Alternatively, you can compile from Kubernetes source code:

go get -u k8s.io/kubernetes
cd $GOPATH/src/k8s.io/kubernetes

# Build the kubelet
KUBE_BUILD_PLATFORMS=windows/amd64 make WHAT=cmd/kubelet

# Build the kube-proxy
KUBE_BUILD_PLATFORMS=windows/amd64 make WHAT=cmd/kube-proxy

# You will find the output binaries under the folder _output/local/bin/windows/

Network Plugins

The following network plugins are supported in Windows Server (note that the network plugin on Windows nodes must be the same as on Linux nodes):

L3 routing network plugins like wincni, where routing is configured in TOR switches, routers, or cloud services
Azure VNET CNI Plugin
Open vSwitch (OVS) & Open Virtual Network (OVN) with Overlay
Flannel v0.10.0+
Calico v3.0.1+
win-bridge
win-overlay

For more network topology modes, please refer to Windows container network drivers.

L3 Routing Topology

Example configuration for the wincni network plugin:

{
  "cniVersion": "0.2.0",
  "name": "l2bridge",
  "type": "wincni.exe",
  "master": "Ethernet",
  "ipam": {
    "environment": "azure",
    "subnet": "10.10.187.64/26",
    "routes": [{
      "GW": "10.10.187.66"
    }]
  },
  "dns": {
    "Nameservers": [
      "11.0.0.10"
    ]
  },
  "AdditionalArgs": [{
      "Name": "EndpointPolicy",
      "Value": {
        "Type": "OutBoundNAT",
        "ExceptionList": [
          "11.0.0.0/8",
          "10.10.0.0/16",
          "10.127.132.128/25"
        ]
      }
    },
    {
      "Name": "EndpointPolicy",
      "Value": {
        "Type": "ROUTE",
        "DestinationPrefix": "11.0.0.0/8",
        "NeedEncap": true
      }
    },
    {
      "Name": "EndpointPolicy",
      "Value": {
        "Type": "ROUTE",
        "DestinationPrefix": "10.127.132.213/32",
        "NeedEncap": true
      }
    }
  ]
}

OVS Network Topology

Deployment

kubeadm

If the master node is deployed via kubeadm, Windows nodes can also be deployed through kubeadm:

kubeadm.exe join --token <token> <master-ip>:<master-port> --discovery-token-ca-cert-hash sha256:<hash>

Azure

On Azure, it is recommended to use acs-engine for automatic deployment of Master and Windows nodes.

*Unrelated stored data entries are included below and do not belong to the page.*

#[cfg(test)]
mod tests {
    use super::*;
    use crate::executor::ActionExecutor;
    use crate::strategy::ErrorStrategy;
    use autoqliq_credential::MemoryCredentialStore;
    use autoqliq_driver::{ScriptedDriver, ScriptedDriverHandle, WebDriver};
    use autoqliq_workflow::{MemoryWorkflowRepository, Workflow};
    use pretty_assertions::assert_eq;
    use std::sync::Arc;

    fn nav(url: &str) -> Action {
        Action::Navigate {
            name: String::new(),
            url: url.into(),
        }
    }

    fn click(selector: &str) -> Action {
        Action::Click {
            name: String::new(),
            selector: selector.into(),
            check_success_selector: None,
            check_failure_selector: None,
        }
    }

    fn build_manager(
        driver: ScriptedDriver,
        templates: MemoryWorkflowRepository,
        strategy: ErrorStrategy,
    ) -> (ExecutionManager, ScriptedDriverHandle) {
        let handle = driver.handle();
        let driver: Arc<dyn WebDriver> = Arc::new(driver);
        let executor = ActionExecutor::new(driver, Arc::new(MemoryCredentialStore::new()));
        (
            ExecutionManager::new(executor, Arc::new(templates), strategy),
            handle,
        )
    }

    async fn run_one(
        manager: &ExecutionManager,
        action: Action,
        ctx: &ExecutionContext,
    ) -> Result<Vec<ActionResult>, AutomationError> {
        let mut results = Vec::new();
        manager
            .execute_actions(std::slice::from_ref(&action), ctx, &mut results, "", 0)
            .await?;
        Ok(results)
    }

    #[tokio::test]
    async fn conditional_true_branch_executes_and_reports() {
        let (manager, _) = build_manager(
            ScriptedDriver::with_elements(["#flag"]),
            MemoryWorkflowRepository::new(),
            ErrorStrategy::StopOnError,
        );
        let ctx = ExecutionContext::new("wf");
        let action = Action::Conditional {
            name: String::new(),
            condition: Condition::ElementPresent { selector: "#flag".into() },
            true_branch: vec![nav("https://example.com")],
            false_branch: vec![],
        };

        let results = run_one(&manager, action, &ctx).await.unwrap();
        assert_eq!(results.len(), 1);
        let result = &results[0];
        assert!(result.is_success());
        assert!(result.message.contains("true branch"));
        let branch_results = result.data.get("branch_results").unwrap();
        assert_eq!(branch_results.as_array().unwrap().len(), 1);
        assert_eq!(branch_results[0]["status"], "success");
    }

    #[tokio::test]
    async fn conditional_empty_false_branch_succeeds_with_zero_children() {
        let (manager, _) = build_manager(
            ScriptedDriver::new(),
            MemoryWorkflowRepository::new(),
            ErrorStrategy::StopOnError,
        );
        let ctx = ExecutionContext::new("wf");
        let action = Action::Conditional {
            name: String::new(),
            condition: Condition::ElementPresent { selector: "#flag".into() },
            true_branch: vec![nav("https://example.com")],
            false_branch: vec![],
        };

        let results = run_one(&manager, action, &ctx).await.unwrap();
        let result = &results[0];
        assert!(result.is_success());
        assert!(result.message.contains("executed 0 action(s) in false branch"));
    }

    #[tokio::test]
    async fn conditional_failing_branch_fails_the_conditional() {
        let (manager, _) = build_manager(
            ScriptedDriver::with_elements(["#flag"]),
            MemoryWorkflowRepository::new(),
            ErrorStrategy::StopOnError,
        );
        let ctx = ExecutionContext::new("wf");
        let action = Action::Conditional {
            name: String::new(),
            condition: Condition::ElementPresent { selector: "#flag".into() },
            true_branch: vec![click("#missing")],
            false_branch: vec![],
        };

        // Under stop-on-error the conditional's failure aborts the run.
        let mut results = Vec::new();
        let err = manager
            .execute_actions(
                std::slice::from_ref(&action),
                &ctx,
                &mut results,
                "",
                0,
            )
            .await
            .unwrap_err();
        assert!(matches!(err, AutomationError::Action { .. }));
        assert_eq!(results.len(), 1);
        assert!(!results[0].is_success());
    }

    #[tokio::test]
    async fn count_loop_runs_body_n_times() {
        let (manager, handle) = build_manager(
            ScriptedDriver::new(),
            MemoryWorkflowRepository::new(),
            ErrorStrategy::StopOnError,
        );
        let ctx = ExecutionContext::new("wf");
        let action = Action::Loop {
            name: String::new(),
            iterator: LoopIterator::Count { times: 3 },
            body: vec![nav("https://example.com/page")],
        };

        let results = run_one(&manager, action, &ctx).await.unwrap();
        let result = &results[0];
        assert!(result.is_success());
        assert_eq!(result.data.get("iterations").unwrap(), &json!(3));
        assert_eq!(handle.calls().len(), 3);
    }

    #[tokio::test]
    async fn while_loop_stops_when_condition_clears() {
        let (manager, handle) = build_manager(
            ScriptedDriver::new(),
            MemoryWorkflowRepository::new(),
            ErrorStrategy::StopOnError,
        );
        let ctx = ExecutionContext::new("wf");
        // The body navigates away from /start, clearing the condition
        // after exactly one iteration.
        let actions = vec![
            nav("https://example.com/start"),
            Action::Loop {
                name: String::new(),
                iterator: LoopIterator::While {
                    condition: Condition::UrlContains { needle: "/start".into() },
                },
                body: vec![nav("https://example.com/done")],
            },
        ];

        let mut results = Vec::new();
        manager
            .execute_actions(&actions, &ctx, &mut results, "", 0)
            .await
            .unwrap();

        let result = &results[1];
        assert!(result.is_success());
        assert_eq!(result.data.get("iterations").unwrap(), &json!(1));
        assert_eq!(handle.current_url(), "https://example.com/done");
    }

    #[tokio::test]
    async fn while_loop_hits_the_iteration_cap() {
        let (manager, _) = build_manager(
            ScriptedDriver::with_elements(["#spinner", "#next"]),
            MemoryWorkflowRepository::new(),
            ErrorStrategy::StopOnError,
        );
        let ctx = ExecutionContext::new("wf");
        let action = Action::Loop {
            name: String::new(),
            iterator: LoopIterator::While {
                condition: Condition::ElementPresent { selector: "#spinner".into() },
            },
            body: vec![click("#next")],
        };

        let mut results = Vec::new();
        let err = manager
            .execute_actions(
                std::slice::from_ref(&action),
                &ctx,
                &mut results,
                "",
                0,
            )
            .await
            .unwrap_err();
        // The cap failure aborts under stop-on-error, wrapping the loop.
        assert!(matches!(err, AutomationError::Action { .. }));
        assert_eq!(results.len(), 1);
        assert!(results[0].message.contains("loop cap exceeded"));
        assert_eq!(
            results[0].data.get("iterations").unwrap(),
            &json!(MAX_LOOP_ITERATIONS)
        );
    }

    #[tokio::test]
    async fn loop_body_failure_reports_the_iteration() {
        let (manager, _) = build_manager(
            ScriptedDriver::new(),
            MemoryWorkflowRepository::new(),
            ErrorStrategy::StopOnError,
        );
        let ctx = ExecutionContext::new("wf");
        let action = Action::Loop {
            name: String::new(),
            iterator: LoopIterator::Count { times: 5 },
            body: vec![click("#missing")],
        };

        let mut results = Vec::new();
        let err = manager
            .execute_actions(
                std::slice::from_ref(&action),
                &ctx,
                &mut results,
                "",
                0,
            )
            .await
            .unwrap_err();
        assert!(matches!(err, AutomationError::Action { .. }));
        assert!(results[0].message.contains("Loop body failed at iteration 1"));
        assert_eq!(results[0].data.get("iterations").unwrap(), &json!(0));
    }

    #[tokio::test]
    async fn error_handling_skips_catch_when_try_succeeds() {
        let (manager, handle) = build_manager(
            ScriptedDriver::with_elements(["#safe"]),
            MemoryWorkflowRepository::new(),
            ErrorStrategy::StopOnError,
        );
        let ctx = ExecutionContext::new("wf");
        let action = Action::ErrorHandling {
            name: String::new(),
            try_branch: vec![click("#safe")],
            catch_branch: vec![nav("https://example.com/recover")],
        };

        let results = run_one(&manager, action, &ctx).await.unwrap();
        let result = &results[0];
        assert!(result.is_success());
        assert_eq!(result.data.get("branch").unwrap(), &json!("try"));
        assert!(result.data.get("catch_results").is_none());
        assert_eq!(handle.calls(), vec!["click #safe"]);
    }

    #[tokio::test]
    async fn error_handling_recovers_through_catch() {
        let (manager, handle) = build_manager(
            ScriptedDriver::new(),
            MemoryWorkflowRepository::new(),
            ErrorStrategy::StopOnError,
        );
        let ctx = ExecutionContext::new("wf");
        let action = Action::ErrorHandling {
            name: String::new(),
            try_branch: vec![click("#broken")],
            catch_branch: vec![nav("https://example.com/recover")],
        };

        let results = run_one(&manager, action, &ctx).await.unwrap();
        let result = &results[0];
        assert!(result.is_success());
        assert_eq!(result.data.get("branch").unwrap(), &json!("catch"));
        assert!(result.message.contains("catch body recovered"));
        assert_eq!(
            handle.calls(),
            vec!["click #broken", "navigate https://example.com/recover"]
        );
    }

    #[tokio::test]
    async fn error_handling_fails_when_catch_also_fails() {
        let (manager, _) = build_manager(
            ScriptedDriver::new(),
            MemoryWorkflowRepository::new(),
            ErrorStrategy::StopOnError,
        );
        let ctx = ExecutionContext::new("wf");
        let action = Action::ErrorHandling {
            name: String::new(),
            try_branch: vec![click("#broken")],
            catch_branch: vec![click("#also-broken")],
        };

        let mut results = Vec::new();
        let err = manager
            .execute_actions(
                std::slice::from_ref(&action),
                &ctx,
                &mut results,
                "",
                0,
            )
            .await
            .unwrap_err();
        assert!(matches!(err, AutomationError::Action { .. }));
        assert!(!results[0].is_success());
        assert_eq!(results[0].data.get("branch").unwrap(), &json!("catch"));
    }

    #[tokio::test]
    async fn template_expands_stored_workflow_in_place() {
        let templates = MemoryWorkflowRepository::with_workflows([Workflow::new(
            "login",
            vec![nav("https://example.com/login"), click("#submit")],
        )]);
        let (manager, handle) = build_manager(
            ScriptedDriver::with_elements(["#submit"]),
            templates,
            ErrorStrategy::StopOnError,
        );
        let ctx = ExecutionContext::new("wf");
        let action = Action::Template {
            name: String::new(),
            template_name: "login".into(),
        };

        let results = run_one(&manager, action, &ctx).await.unwrap();
        let result = &results[0];
        assert!(result.is_success());
        assert!(result.message.contains("executed 2 action(s)"));
        assert_eq!(
            handle.calls(),
            vec!["navigate https://example.com/login", "click #submit"]
        );
    }

    #[tokio::test]
    async fn missing_template_fails_the_action() {
        let (manager, _) = build_manager(
            ScriptedDriver::new(),
            MemoryWorkflowRepository::new(),
            ErrorStrategy::ContinueOnError,
        );
        let ctx = ExecutionContext::new("wf");
        let action = Action::Template {
            name: String::new(),
            template_name: "ghost".into(),
        };

        let results = run_one(&manager, action, &ctx).await.unwrap();
        assert!(!results[0].is_success());
        assert!(results[0].message.contains("could not be loaded"));
    }

    #[tokio::test]
    async fn template_cycle_is_rejected() {
        // a expands b, b expands a.
        let templates = MemoryWorkflowRepository::with_workflows([
            Workflow::new(
                "a",
                vec![Action::Template {
                    name: String::new(),
                    template_name: "b".into(),
                }],
            ),
            Workflow::new(
                "b",
                vec![Action::Template {
                    name: String::new(),
                    template_name: "a".into(),
                }],
            ),
        ]);
        let (manager, _) = build_manager(
            ScriptedDriver::new(),
            templates,
            ErrorStrategy::ContinueOnError,
        );
        let ctx = ExecutionContext::new("wf");
        let action = Action::Template {
            name: String::new(),
            template_name: "a".into(),
        };

        let results = run_one(&manager, action, &ctx).await.unwrap();
        let rendered = serde_json::to_string(&results[0]).unwrap();
        assert!(rendered.contains("template cycle: a -> b -> a"));

        // The detector resets between runs: a fresh context can expand
        // the same template again.
        let fresh = ExecutionContext::new("wf2");
        assert!(fresh.enter_template("a").is_ok());
    }

    #[tokio::test]
    async fn runaway_dynamic_nesting_is_cut_off() {
        // A template that expands itself through the repository would
        // recurse forever without the cycle guard; a chain of distinct
        // templates is instead cut off by the depth guard.
        let workflows: Vec<Workflow> = (0..=MAX_NESTING_DEPTH + 1)
            .map(|i| {
                Workflow::new(
                    format!("t{i}"),
                    vec![Action::Template {
                        name: String::new(),
                        template_name: format!("t{}", i + 1),
                    }],
                )
            })
            .collect();
        let templates = MemoryWorkflowRepository::with_workflows(workflows);
        let (manager, _) = build_manager(
            ScriptedDriver::new(),
            templates,
            ErrorStrategy::ContinueOnError,
        );
        let ctx = ExecutionContext::new("wf");
        let action = Action::Template {
            name: String::new(),
            template_name: "t0".into(),
        };

        let results = run_one(&manager, action, &ctx).await.unwrap();
        let rendered = serde_json::to_string(&results[0]).unwrap();
        assert!(rendered.contains("nesting exceeds"));
    }
}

First, create a Kubernetes cluster configuration file that includes Windows, named windows.json

{
    "apiVersion": "vlabs",
    "properties": {
        "orchestratorProfile": {
            "orchestratorType": "Kubernetes",
            "orchestratorVersion": "1.11.1",
            "kubernetesConfig": {
                "networkPolicy": "none",
                "enableAggregatedAPIs": true,
                "enableRbac": true
            }
        },
        "masterProfile": {
            "count": 3,
            "dnsPrefix": "kubernetes-windows",
            "vmSize": "Standard_D2_v3"
        },
        "agentPoolProfiles": [
            {
                "name": "windowspool1",
                "count": 3,
                "vmSize": "Standard_D2_v3",
                "availabilityProfile": "AvailabilitySet",
                "osType": "Windows"
            }
        ],
        "windowsProfile": {
            "adminUsername": "<your-username>",
            "adminPassword": "<your-password>"
        },
        "linuxProfile": {
            "adminUsername": "azure",
            "ssh": {
                "publicKeys": [
                    {
                        "keyData": "<your-ssh-public-key>"
                    }
                ]
            }
        },
        "servicePrincipalProfile": {
            "clientId": "",
            "secret": ""
        }
    }
}

You can then deploy using acs-engine:

# create a new resource group.
az group create --name myResourceGroup  --location "centralus"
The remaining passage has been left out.